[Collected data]
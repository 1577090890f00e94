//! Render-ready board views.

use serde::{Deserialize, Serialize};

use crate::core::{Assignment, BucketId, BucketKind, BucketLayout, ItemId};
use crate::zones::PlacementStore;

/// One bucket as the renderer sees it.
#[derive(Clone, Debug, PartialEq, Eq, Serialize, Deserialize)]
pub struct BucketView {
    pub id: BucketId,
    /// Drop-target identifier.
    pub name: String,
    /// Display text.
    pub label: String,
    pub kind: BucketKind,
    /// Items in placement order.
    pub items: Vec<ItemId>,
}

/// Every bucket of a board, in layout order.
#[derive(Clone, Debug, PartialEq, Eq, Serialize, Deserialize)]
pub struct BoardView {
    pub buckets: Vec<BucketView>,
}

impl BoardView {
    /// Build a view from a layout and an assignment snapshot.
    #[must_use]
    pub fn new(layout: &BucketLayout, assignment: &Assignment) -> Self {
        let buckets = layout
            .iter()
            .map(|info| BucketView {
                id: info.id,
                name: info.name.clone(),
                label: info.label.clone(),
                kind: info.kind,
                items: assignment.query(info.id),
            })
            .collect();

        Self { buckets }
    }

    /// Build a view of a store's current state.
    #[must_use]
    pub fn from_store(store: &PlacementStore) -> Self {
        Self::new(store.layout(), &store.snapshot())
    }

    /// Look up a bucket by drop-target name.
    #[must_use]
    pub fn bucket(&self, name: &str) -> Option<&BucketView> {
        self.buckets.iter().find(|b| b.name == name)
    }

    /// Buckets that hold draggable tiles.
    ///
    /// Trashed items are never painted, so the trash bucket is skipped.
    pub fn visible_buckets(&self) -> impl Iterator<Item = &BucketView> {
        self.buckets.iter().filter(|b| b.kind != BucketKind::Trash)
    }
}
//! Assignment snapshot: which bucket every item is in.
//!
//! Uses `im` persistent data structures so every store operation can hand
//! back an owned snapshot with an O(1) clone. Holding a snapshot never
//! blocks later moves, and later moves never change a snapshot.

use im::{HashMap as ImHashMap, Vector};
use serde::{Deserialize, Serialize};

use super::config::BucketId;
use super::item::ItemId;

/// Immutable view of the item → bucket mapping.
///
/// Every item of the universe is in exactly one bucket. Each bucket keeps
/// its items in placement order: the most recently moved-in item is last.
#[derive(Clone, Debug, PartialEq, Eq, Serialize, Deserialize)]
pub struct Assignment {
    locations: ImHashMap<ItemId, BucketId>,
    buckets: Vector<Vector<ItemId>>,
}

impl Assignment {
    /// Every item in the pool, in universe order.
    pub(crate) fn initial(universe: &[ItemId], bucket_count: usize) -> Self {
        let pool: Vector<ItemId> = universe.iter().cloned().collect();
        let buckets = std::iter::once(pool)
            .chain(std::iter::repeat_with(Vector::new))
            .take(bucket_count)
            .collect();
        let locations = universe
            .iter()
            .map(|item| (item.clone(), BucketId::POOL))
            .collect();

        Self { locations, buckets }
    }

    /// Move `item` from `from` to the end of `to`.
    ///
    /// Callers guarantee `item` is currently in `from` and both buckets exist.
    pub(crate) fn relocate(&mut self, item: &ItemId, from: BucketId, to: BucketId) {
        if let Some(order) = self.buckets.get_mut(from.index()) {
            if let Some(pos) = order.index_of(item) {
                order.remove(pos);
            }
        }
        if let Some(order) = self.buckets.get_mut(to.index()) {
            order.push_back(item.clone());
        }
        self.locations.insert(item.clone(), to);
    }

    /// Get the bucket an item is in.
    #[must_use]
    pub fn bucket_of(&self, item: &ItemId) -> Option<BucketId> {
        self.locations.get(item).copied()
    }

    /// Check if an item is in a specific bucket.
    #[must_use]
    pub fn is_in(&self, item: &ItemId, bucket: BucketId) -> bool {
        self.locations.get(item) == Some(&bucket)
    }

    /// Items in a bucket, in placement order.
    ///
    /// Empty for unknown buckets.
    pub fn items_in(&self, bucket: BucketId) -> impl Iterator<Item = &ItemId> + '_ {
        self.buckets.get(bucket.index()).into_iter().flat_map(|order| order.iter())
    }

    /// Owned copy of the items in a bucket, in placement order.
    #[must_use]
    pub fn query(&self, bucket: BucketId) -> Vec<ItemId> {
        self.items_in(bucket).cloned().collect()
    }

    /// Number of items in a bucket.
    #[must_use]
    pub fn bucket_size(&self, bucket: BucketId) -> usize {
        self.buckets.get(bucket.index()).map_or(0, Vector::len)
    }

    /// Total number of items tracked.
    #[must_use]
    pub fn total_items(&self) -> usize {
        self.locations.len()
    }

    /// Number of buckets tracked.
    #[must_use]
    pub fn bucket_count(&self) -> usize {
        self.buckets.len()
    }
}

--

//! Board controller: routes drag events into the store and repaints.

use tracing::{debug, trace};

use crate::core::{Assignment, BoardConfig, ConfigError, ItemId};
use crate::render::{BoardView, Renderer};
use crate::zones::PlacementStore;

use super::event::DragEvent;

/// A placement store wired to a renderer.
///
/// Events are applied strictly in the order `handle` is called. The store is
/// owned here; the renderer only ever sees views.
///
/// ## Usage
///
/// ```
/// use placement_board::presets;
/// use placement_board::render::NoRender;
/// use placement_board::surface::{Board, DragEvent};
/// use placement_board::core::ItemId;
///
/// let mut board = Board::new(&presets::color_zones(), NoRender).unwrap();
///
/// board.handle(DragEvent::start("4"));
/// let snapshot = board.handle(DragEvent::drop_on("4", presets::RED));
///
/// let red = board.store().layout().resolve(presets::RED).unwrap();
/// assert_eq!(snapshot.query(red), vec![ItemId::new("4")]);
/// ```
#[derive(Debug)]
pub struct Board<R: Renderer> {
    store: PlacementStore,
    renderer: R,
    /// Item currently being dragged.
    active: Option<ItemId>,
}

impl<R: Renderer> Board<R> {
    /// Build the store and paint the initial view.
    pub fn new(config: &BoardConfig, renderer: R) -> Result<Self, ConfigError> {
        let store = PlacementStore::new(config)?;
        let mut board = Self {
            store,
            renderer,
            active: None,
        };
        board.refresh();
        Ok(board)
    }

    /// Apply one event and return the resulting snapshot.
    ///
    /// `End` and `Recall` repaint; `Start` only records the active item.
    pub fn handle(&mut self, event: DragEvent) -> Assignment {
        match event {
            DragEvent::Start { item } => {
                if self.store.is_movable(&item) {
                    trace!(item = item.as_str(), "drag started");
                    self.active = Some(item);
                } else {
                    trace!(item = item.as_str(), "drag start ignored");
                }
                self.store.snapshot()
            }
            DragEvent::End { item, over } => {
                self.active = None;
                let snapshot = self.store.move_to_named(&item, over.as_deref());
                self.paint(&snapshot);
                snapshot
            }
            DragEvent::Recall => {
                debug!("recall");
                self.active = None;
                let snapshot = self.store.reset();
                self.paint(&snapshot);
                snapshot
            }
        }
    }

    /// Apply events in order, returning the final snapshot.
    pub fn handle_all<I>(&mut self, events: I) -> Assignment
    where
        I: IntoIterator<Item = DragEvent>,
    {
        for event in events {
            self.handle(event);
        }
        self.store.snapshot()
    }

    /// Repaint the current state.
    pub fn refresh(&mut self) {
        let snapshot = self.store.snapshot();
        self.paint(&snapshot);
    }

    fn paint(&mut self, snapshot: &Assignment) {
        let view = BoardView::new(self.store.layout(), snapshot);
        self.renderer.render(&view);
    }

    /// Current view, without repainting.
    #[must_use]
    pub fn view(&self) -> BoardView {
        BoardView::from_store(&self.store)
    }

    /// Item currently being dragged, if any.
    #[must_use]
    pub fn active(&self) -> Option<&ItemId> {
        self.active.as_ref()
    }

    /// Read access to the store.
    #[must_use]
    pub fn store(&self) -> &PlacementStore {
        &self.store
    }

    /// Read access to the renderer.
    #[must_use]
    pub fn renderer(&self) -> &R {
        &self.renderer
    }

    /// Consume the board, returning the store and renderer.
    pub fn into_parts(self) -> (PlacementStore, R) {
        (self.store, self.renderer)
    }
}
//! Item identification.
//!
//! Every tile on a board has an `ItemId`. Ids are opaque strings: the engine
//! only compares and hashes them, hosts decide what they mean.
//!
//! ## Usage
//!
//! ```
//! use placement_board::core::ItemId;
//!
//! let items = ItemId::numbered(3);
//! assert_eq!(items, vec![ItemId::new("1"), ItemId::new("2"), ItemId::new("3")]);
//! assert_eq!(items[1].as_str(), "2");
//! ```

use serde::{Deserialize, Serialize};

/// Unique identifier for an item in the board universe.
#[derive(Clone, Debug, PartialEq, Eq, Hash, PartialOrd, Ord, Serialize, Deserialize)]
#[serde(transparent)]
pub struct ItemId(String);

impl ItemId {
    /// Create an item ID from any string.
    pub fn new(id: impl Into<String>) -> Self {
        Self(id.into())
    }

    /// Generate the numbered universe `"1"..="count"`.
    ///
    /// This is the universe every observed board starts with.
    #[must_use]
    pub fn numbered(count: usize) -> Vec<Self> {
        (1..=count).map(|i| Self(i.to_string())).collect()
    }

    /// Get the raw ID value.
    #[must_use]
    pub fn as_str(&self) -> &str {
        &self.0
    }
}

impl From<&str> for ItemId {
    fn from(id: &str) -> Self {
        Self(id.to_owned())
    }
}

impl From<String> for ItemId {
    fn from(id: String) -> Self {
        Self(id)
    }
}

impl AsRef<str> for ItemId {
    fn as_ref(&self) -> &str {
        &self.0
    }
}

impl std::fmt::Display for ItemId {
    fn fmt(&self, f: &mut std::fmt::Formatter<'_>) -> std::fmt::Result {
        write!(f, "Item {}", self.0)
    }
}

● Work instruction: Read through the entries and count the lines where "identifier" appears; respond with the number only.

● Answer space: 2